According to a study conducted by the Faculty of Journalism and Mass Communication at Thammasat University, the publication adopts an editorial model based on the concept of Fan-based Economy, integrating print media, digital platforms and events to connect artists, brands and audiences.

In 2025, the magazine celebrated its fifth anniversary with the Mint 5 Years of Freshness exhibition, held at Siam Center in Bangkok. The exhibition featured historical magazine covers, exclusive photographs, special content and activities for readers, as well as charitable initiatives.

== Mint Awards ==
Since 2022, the magazine has organized the Mint Awards, an annual awards ceremony dedicated to the Thai entertainment industry.

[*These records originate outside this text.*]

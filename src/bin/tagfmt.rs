//! Command-line interface for tagfmt
//! Formats tag-annotated text from a file or stdin for the terminal.
//!
//! Usage:
//!   tagfmt [PATH]                     - Format PATH (or stdin when absent or `-`)
//!   tagfmt --plain --width 60 [PATH]  - Strip styles, wrap at 60 columns
//!   tagfmt --mode debug [PATH]        - Show every token the printer sees
//!   tagfmt --tokens [PATH]            - Dump the lexed token tree as JSON
//!   tagfmt --escape | --strip [PATH]  - Escape markup / remove all decoration

use std::io::Read;

use clap::{Arg, ArgAction, ArgMatches, Command};
use tagfmt::markup::config::{Loader, TagfmtConfig};
use tagfmt::markup::visitors::print::PrintVisitor;
use tagfmt::markup::{escape, remove_decoration, Lexer, OutputFormatter, PrintMode};
use tracing::debug;
use tracing_subscriber::EnvFilter;

fn main() {
    tracing_subscriber::fmt()
        .with_env_filter(
            EnvFilter::try_from_env("TAGFMT_LOG").unwrap_or_else(|_| EnvFilter::new("warn")),
        )
        .with_writer(std::io::stderr)
        .init();

    let matches = Command::new("tagfmt")
        .version(env!("CARGO_PKG_VERSION"))
        .about("Format tag-annotated text with ANSI styles, hyperlinks and word wrapping")
        .arg(
            Arg::new("path")
                .help("File to format; reads stdin when absent or `-`")
                .index(1),
        )
        .arg(
            Arg::new("decorated")
                .long("decorated")
                .help("Emit styles and hyperlinks")
                .action(ArgAction::SetTrue)
                .conflicts_with("plain"),
        )
        .arg(
            Arg::new("plain")
                .long("plain")
                .help("Emit plain text only")
                .action(ArgAction::SetTrue),
        )
        .arg(
            Arg::new("width")
                .long("width")
                .short('w')
                .help("Base wrap width (0 disables wrapping)")
                .value_parser(clap::value_parser!(usize)),
        )
        .arg(
            Arg::new("mode")
                .long("mode")
                .short('m')
                .help("Print mode")
                .value_parser(["normal", "raw", "raw-escaped", "debug"])
                .default_value("normal"),
        )
        .arg(
            Arg::new("tokens")
                .long("tokens")
                .help("Print the token tree as JSON instead of formatting")
                .action(ArgAction::SetTrue),
        )
        .arg(
            Arg::new("escape")
                .long("escape")
                .help("Escape the input so it prints literally")
                .action(ArgAction::SetTrue)
                .conflicts_with_all(["strip", "tokens"]),
        )
        .arg(
            Arg::new("strip")
                .long("strip")
                .help("Remove tags, styles and hyperlinks from the input")
                .action(ArgAction::SetTrue)
                .conflicts_with("tokens"),
        )
        .arg(
            Arg::new("config")
                .long("config")
                .short('c')
                .help("TOML file layered over the built-in defaults"),
        )
        .get_matches();

    let input = read_input(matches.get_one::<String>("path").map(String::as_str));

    if matches.get_flag("escape") {
        print!("{}", escape(&input));
        return;
    }
    if matches.get_flag("strip") {
        print!("{}", remove_decoration(&input));
        return;
    }

    let config = load_config(&matches);
    if matches.get_flag("tokens") {
        handle_tokens_command(&input, &config);
    } else {
        let mode = matches
            .get_one::<String>("mode")
            .map(String::as_str)
            .unwrap_or("normal");
        handle_format_command(&input, &config, mode);
    }
}

fn read_input(path: Option<&str>) -> String {
    match path {
        None | Some("-") => {
            let mut input = String::new();
            std::io::stdin()
                .read_to_string(&mut input)
                .unwrap_or_else(|e| {
                    eprintln!("Error reading stdin: {}", e);
                    std::process::exit(1);
                });
            input
        }
        Some(path) => std::fs::read_to_string(path).unwrap_or_else(|e| {
            eprintln!("Error reading file: {}", e);
            std::process::exit(1);
        }),
    }
}

fn load_config(matches: &ArgMatches) -> TagfmtConfig {
    let mut loader = Loader::new();
    if let Some(path) = matches.get_one::<String>("config") {
        loader = loader.with_file(path);
    }
    let mut overrides: Vec<(&str, config::ValueKind)> = Vec::new();
    if matches.get_flag("decorated") {
        overrides.push(("formatter.decorated", true.into()));
    }
    if matches.get_flag("plain") {
        overrides.push(("formatter.decorated", false.into()));
    }
    if let Some(width) = matches.get_one::<usize>("width") {
        overrides.push(("wrap.width", (*width as i64).into()));
    }
    for (key, value) in overrides {
        loader = loader.set_override(key, value).unwrap_or_else(|e| {
            eprintln!("Invalid option {}: {}", key, e);
            std::process::exit(1);
        });
    }
    loader.build().unwrap_or_else(|e| {
        eprintln!("Configuration error: {}", e);
        std::process::exit(1);
    })
}

/// Handle the --tokens flag
fn handle_tokens_command(input: &str, config: &TagfmtConfig) {
    let tree = Lexer::with_limits(config.limits)
        .tokenize(input)
        .unwrap_or_else(|e| {
            eprintln!("Error: {}", e);
            std::process::exit(1);
        });
    match serde_json::to_string_pretty(&tree.snapshot()) {
        Ok(json) => println!("{}", json),
        Err(e) => {
            eprintln!("Error: {}", e);
            std::process::exit(1);
        }
    }
}

/// Format the input with the configured chain
fn handle_format_command(input: &str, config: &TagfmtConfig, mode: &str) {
    let mode: PrintMode = mode.parse().unwrap_or_else(|e| {
        eprintln!("Error: {}", e);
        std::process::exit(1);
    });
    let result = OutputFormatter::from_config(config).and_then(|mut formatter| {
        formatter.visitor_mut::<PrintVisitor>()?.set_mode(mode);
        debug!(decorated = formatter.is_decorated(), %mode, "formatting");
        formatter.format(input)
    });
    match result {
        Ok(output) => print!("{}", output),
        Err(e) => {
            eprintln!("Error: {}", e);
            std::process::exit(1);
        }
    }
}
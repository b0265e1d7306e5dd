//! Testing utilities
//!
//!     Two helpers shared by unit and integration tests:
//!
//!         - [render] runs one pass over a message and prints the result, which is how every
//!           visitor is tested in isolation:
//!
//!               render(&mut StyleVisitor::new(), "<info>x</info>", PrintMode::Normal)?
//!
//!         - [assert_tokens] is a fluent assertion over the top-level tokens of a lexed
//!           message, so lexer tests state the whole sequence instead of counting nodes:
//!
//!               assert_tokens(&tree)
//!                   .count(3)
//!                   .token(0, |t| t.kind(TokenKind::Word).text("foo"))
//!                   .token(1, |t| t.full_tag("<b>").tags(&["b"]))
//!                   .ends_with_eos();

use super::error::FormatResult;
use super::lexing::tokenize;
use super::token::{Token, TokenId, TokenKind, TokenTree};
use super::visitors::print::{PrintMode, PrintVisitor};
use super::visitors::{run, Visitor};

/// Lex `text`, run `visitor` over it, then print the tree in `mode`
pub fn render<V: Visitor + ?Sized>(
    visitor: &mut V,
    text: &str,
    mode: PrintMode,
) -> FormatResult<String> {
    let mut tree = tokenize(text)?;
    run(visitor, &mut tree)?;
    print(&mut tree, mode)
}

/// Print an already processed tree
pub fn print(tree: &mut TokenTree, mode: PrintMode) -> FormatResult<String> {
    let mut printer = PrintVisitor::new(mode);
    run(&mut printer, tree)?;
    Ok(printer.output().to_string())
}

/// Create an assertion builder over the children of the root
pub fn assert_tokens(tree: &TokenTree) -> TreeAssertion<'_> {
    TreeAssertion {
        tree,
        ids: tree.children(tree.root()).collect(),
    }
}

pub struct TreeAssertion<'a> {
    tree: &'a TokenTree,
    ids: Vec<TokenId>,
}

impl<'a> TreeAssertion<'a> {
    pub fn count(self, expected: usize) -> Self {
        assert_eq!(
            self.ids.len(),
            expected,
            "Expected {} tokens, found {}:\n{}",
            expected,
            self.ids.len(),
            self.tree
        );
        self
    }

    pub fn token<F>(self, index: usize, assertion: F) -> Self
    where
        F: FnOnce(TokenAssertion<'a>) -> TokenAssertion<'a>,
    {
        assert!(
            index < self.ids.len(),
            "Token index {} out of bounds ({} tokens)",
            index,
            self.ids.len()
        );
        assertion(TokenAssertion {
            tree: self.tree,
            id: self.ids[index],
            context: format!("tokens[{}]", index),
        });
        self
    }

    /// Exactly one end-of-stream token, in last position
    pub fn ends_with_eos(self) -> Self {
        let eos: Vec<usize> = self
            .ids
            .iter()
            .enumerate()
            .filter(|(_, id)| matches!(self.tree.token(**id), Token::Eos))
            .map(|(index, _)| index)
            .collect();
        assert_eq!(
            eos,
            vec![self.ids.len().saturating_sub(1)],
            "Expected a single trailing EosToken:\n{}",
            self.tree
        );
        self
    }
}

pub struct TokenAssertion<'a> {
    tree: &'a TokenTree,
    id: TokenId,
    context: String,
}

impl TokenAssertion<'_> {
    pub fn kind(self, expected: TokenKind) -> Self {
        let actual = self.tree.token(self.id).kind();
        assert_eq!(actual, expected, "{}: wrong kind", self.context);
        self
    }

    pub fn text(self, expected: &str) -> Self {
        assert_eq!(
            self.tree.text(self.id),
            expected,
            "{}: wrong text",
            self.context
        );
        self
    }

    pub fn length(self, expected: usize) -> Self {
        assert_eq!(
            self.tree.length(self.id),
            expected,
            "{}: wrong length",
            self.context
        );
        self
    }

    /// A full tag with the given source
    pub fn full_tag(self, source: &str) -> Self {
        match self.tree.token(self.id) {
            Token::FullTag(tag) => assert_eq!(tag.source, source, "{}", self.context),
            other => panic!("{}: expected a full tag, found {:?}", self.context, other),
        }
        self
    }

    /// Names of the sub-tags, in order
    pub fn tags(self, names: &[&str]) -> Self {
        let actual: Vec<String> = self
            .tree
            .children(self.id)
            .filter_map(|child| self.tree.token(child).as_tag())
            .map(|tag| tag.name.clone())
            .collect();
        assert_eq!(actual, names, "{}: wrong sub-tags", self.context);
        self
    }

    /// Values of the sub-tag at `index`
    pub fn tag_values(self, index: usize, values: &[&str]) -> Self {
        let tag = self
            .tree
            .children(self.id)
            .nth(index)
            .and_then(|child| self.tree.token(child).as_tag());
        match tag {
            Some(tag) => assert_eq!(tag.values, values, "{}: wrong values", self.context),
            None => panic!("{}: no sub-tag at {}", self.context, index),
        }
        self
    }
}
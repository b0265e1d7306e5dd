//! Wrapping parameters
//!
//!     A [`WrapStyle`] is the value carried by `<wrap=...>` tags and by the formatter's base
//!     configuration:
//!
//!         <wrap=40>                  width 40
//!         <wrap=40,cut_words>        cut any word that overflows the line
//!         <wrap=40,cut_words:8>      cut words longer than 8 columns
//!         <wrap=40,cut_urls>         cut URLs too (left whole by default)
//!         <wrap=40,fill_up:.>        pad every wrapped line with dots up to the width
//!         <nowrap>                   no wrapping
//!
//!     The cut limit defaults to the width, so by default only words that cannot fit on any
//!     line get cut. A bare `cut_words` means a limit of 1 and `cut_words:0` disables cutting.

use crate::markup::error::{FormatError, FormatResult};
use crate::markup::token::Tag;

#[derive(Debug, Clone, Default, PartialEq, Eq)]
pub struct WrapStyle {
    width: Option<usize>,
    word_cut_limit: Option<usize>,
    cut_urls: bool,
    fill_up: Option<String>,
}

impl WrapStyle {
    pub fn new() -> Self {
        Self::default()
    }

    pub fn with_width(mut self, width: usize) -> Self {
        self.width = Some(width);
        self
    }

    pub fn with_word_cut_limit(mut self, limit: usize) -> Self {
        self.word_cut_limit = Some(limit);
        self
    }

    pub fn with_cut_urls(mut self, cut_urls: bool) -> Self {
        self.cut_urls = cut_urls;
        self
    }

    pub fn with_fill_up(mut self, pattern: impl Into<String>) -> Self {
        self.fill_up = Some(pattern.into());
        self
    }

    pub fn set_width(&mut self, width: Option<usize>) {
        self.width = width;
    }

    /// Line width; zero means no wrapping
    pub fn width(&self) -> Option<usize> {
        self.width.filter(|width| *width > 0)
    }

    pub fn word_cut_limit(&self) -> Option<usize> {
        self.word_cut_limit.or_else(|| self.width())
    }

    pub fn has_explicit_cut_limit(&self) -> bool {
        self.word_cut_limit.is_some()
    }

    pub fn cut_urls(&self) -> bool {
        self.cut_urls
    }

    /// Non-empty fill pattern, if filling is on
    pub fn fill_up(&self) -> Option<&str> {
        self.fill_up.as_deref().filter(|pattern| !pattern.is_empty())
    }

    /// Build the style of a `wrap` or `nowrap` sub-tag
    pub fn from_tag(tag: &Tag) -> FormatResult<Self> {
        let mut style = WrapStyle::new();
        if tag.name.eq_ignore_ascii_case("nowrap") {
            return Ok(style);
        }
        for raw in &tag.values {
            let entry = raw.trim();
            if entry.is_empty() {
                continue;
            }
            if entry.bytes().all(|byte| byte.is_ascii_digit()) {
                style.width = Some(parse_number(entry)?);
                continue;
            }
            let (key, value) = match entry.split_once(':') {
                Some((key, value)) => (key.trim(), Some(value)),
                None => (entry, None),
            };
            match (key, value) {
                ("width", Some(value)) => style.width = Some(parse_number(value.trim())?),
                ("width", None) => style.width = None,
                ("cut_words", Some(value)) => {
                    style.word_cut_limit = Some(parse_number(value.trim())?)
                }
                ("cut_words", None) => style.word_cut_limit = Some(1),
                ("cut_urls", Some(value)) => style.cut_urls = parse_flag(value.trim())?,
                ("cut_urls", None) => style.cut_urls = true,
                ("fill_up", Some(value)) => style.fill_up = Some(value.to_string()),
                ("fill_up", None) => style.fill_up = Some(" ".to_string()),
                _ => return Err(invalid(raw)),
            }
        }
        Ok(style)
    }
}

impl From<usize> for WrapStyle {
    fn from(width: usize) -> Self {
        WrapStyle::new().with_width(width)
    }
}

fn parse_number(value: &str) -> FormatResult<usize> {
    value.parse().map_err(|_| invalid(value))
}

fn parse_flag(value: &str) -> FormatResult<bool> {
    match value {
        "1" | "true" | "yes" | "on" => Ok(true),
        "0" | "false" | "no" | "off" => Ok(false),
        _ => Err(invalid(value)),
    }
}

fn invalid(option: &str) -> FormatError {
    FormatError::InvalidConfiguration {
        option: option.to_string(),
    }
}
//! Markup formatting engine
//!
//!     The engine runs in three stages:
//!
//!         text --lexing--> TokenTree --visitor passes--> output string
//!
//!     Lexing turns the raw string into a flat sequence of tokens under a single root: words,
//!     whitespace separators, full tags (`<a;b=1>`, each owning its parsed sub-tags) and one
//!     closing end-of-stream marker. See [lexing].
//!
//!     The token tree is an arena of nodes linked to their siblings and parent. Visitors walk
//!     it in order and rewrite it in place (insert decorations, split words, add line breaks)
//!     while the walk is in progress. Each container keeps its own traversal cursor, so edits
//!     around the current node never invalidate the walk. See [token::tree].
//!
//!     Visitors run in priority order (highest first): wrapping, styles, hyperlinks and finally
//!     the print pass that materializes the string. Decorating passes are skipped for
//!     undecorated output. See [visitors] and [formatter].

pub mod config;
pub mod error;
pub mod formatter;
pub mod lexing;
pub mod style;
pub mod terminal;
pub mod testing;
pub mod token;
pub mod unicode;
pub mod visitors;
pub mod word_wrapper;

pub use error::{FormatError, FormatResult};
pub use formatter::{escape, escape_trailing_backslash, remove_decoration, OutputFormatter};
pub use lexing::{tokenize, InputLimits, Lexer};
pub use style::{Color, SharedStyle, Style, StyleOption, TerminalStyle};
pub use token::{Token, TokenId, TokenTree};
pub use visitors::print::PrintMode;
pub use visitors::wrap_style::WrapStyle;
pub use word_wrapper::{wrap, WordWrapper};
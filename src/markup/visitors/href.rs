//! Hyperlink pass: `<href=URL>text</>` becomes an OSC 8 hyperlink
//!
//!     ESC ] 8 ; ; URL ESC \   text   ESC ] 8 ; ; ESC \
//!
//!     Every opened link gets exactly one terminator: at its `</href>` (or `</>`), at any other
//!     close tag that ends the tag holding it, or at the end of the stream. Terminals known to
//!     mangle OSC 8 sequences get the plain text instead.

use std::any::Any;

use super::{walk_full_text, FormatterVisitor, VisitContext, Visitor};
use crate::markup::error::FormatResult;
use crate::markup::terminal::supports_hyperlinks;
use crate::markup::token::{TokenId, TokenTree};

pub const HREF_START: &str = "\x1b]8;;";
pub const HREF_CLOSE: &str = "\x1b\\";

/// Whether hyperlink sequences are emitted
#[derive(Debug, Clone, Copy, PartialEq, Eq, Default)]
pub enum HyperlinkSupport {
    /// Ask the environment on every run
    #[default]
    Detect,
    Always,
    Never,
}

impl HyperlinkSupport {
    pub fn enabled(self) -> bool {
        match self {
            HyperlinkSupport::Detect => supports_hyperlinks(),
            HyperlinkSupport::Always => true,
            HyperlinkSupport::Never => false,
        }
    }
}

fn link_end() -> String {
    format!("{}{}", HREF_START, HREF_CLOSE)
}

#[derive(Debug, Clone, Default)]
pub struct HrefVisitor {
    support: HyperlinkSupport,
    /// Links started and not terminated yet
    open_links: usize,
}

impl HrefVisitor {
    pub fn new() -> Self {
        Self::default()
    }

    pub fn with_support(support: HyperlinkSupport) -> Self {
        HrefVisitor {
            support,
            open_links: 0,
        }
    }

    pub fn support(&self) -> HyperlinkSupport {
        self.support
    }

    pub fn set_support(&mut self, support: HyperlinkSupport) {
        self.support = support;
    }
}

fn is_href(tree: &TokenTree, id: TokenId) -> bool {
    tree.token(id).as_tag().is_some_and(|tag| tag.name == "href")
}

impl HrefVisitor {
    fn end_link(&mut self, ctx: &mut VisitContext<'_>, anchor: TokenId) -> FormatResult<()> {
        if self.open_links == 0 {
            return Ok(());
        }
        self.open_links -= 1;
        ctx.decorate_before(anchor, link_end())
    }
}

impl Visitor for HrefVisitor {
    fn visit_full_text(&mut self, ctx: &mut VisitContext<'_>, id: TokenId) -> FormatResult<()> {
        self.open_links = 0;
        if self.support.enabled() {
            walk_full_text(self, ctx, id)
        } else {
            Ok(())
        }
    }

    fn visit_tag(&mut self, ctx: &mut VisitContext<'_>, id: TokenId) -> FormatResult<()> {
        if !is_href(ctx.tree, id) {
            return Ok(());
        }
        let Some((parent_id, parent)) = ctx.tree.enclosing_full_tag(id) else {
            return Ok(());
        };
        if parent.is_self_closed() {
            return Ok(());
        }
        if parent.is_start {
            let values = ctx.tree.token(id).as_tag().map(|tag| tag.values.join(","));
            let link = format!("{}{}{}", HREF_START, values.unwrap_or_default(), HREF_CLOSE);
            self.open_links += 1;
            ctx.decorate_after(parent_id, link)
        } else {
            self.end_link(ctx, parent_id)
        }
    }

    fn leave_full_tag(&mut self, ctx: &mut VisitContext<'_>, id: TokenId) -> FormatResult<()> {
        let ends_link = {
            let tree: &TokenTree = ctx.tree;
            let closes = tree
                .token(id)
                .as_full_tag()
                .is_some_and(|tag| tag.is_close && !tag.is_start);
            // A close tag naming something else still ends the innermost tag and its link
            closes
                && !tree.children(id).any(|child| is_href(tree, child))
                && ctx
                    .innermost_open_tag()
                    .is_some_and(|open| tree.children(open).any(|child| is_href(tree, child)))
        };
        if ends_link {
            self.end_link(ctx, id)?;
        }
        Ok(())
    }

    fn visit_eos(&mut self, ctx: &mut VisitContext<'_>, id: TokenId) -> FormatResult<()> {
        while self.open_links > 0 {
            self.end_link(ctx, id)?;
        }
        Ok(())
    }
}

impl FormatterVisitor for HrefVisitor {
    fn name(&self) -> &'static str {
        "href"
    }

    fn is_decorator(&self) -> bool {
        true
    }

    fn as_any(&self) -> &dyn Any {
        self
    }

    fn as_any_mut(&mut self) -> &mut dyn Any {
        self
    }
}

The event recognizes actors, musicians, television series and other entertainment productions through both public voting categories and editorial awards selected by the magazine's editorial team. The event brings together artists from different Thai entertainment companies and features musical performances, fashion shows and collaborations with international fashion brands.

The 2025 edition was held at True Icon Hall, Iconsiam, Bangkok, and featured performances by 4Eve, Proxie, Perses, BUS, DICE and other guests from the Thai entertainment industry.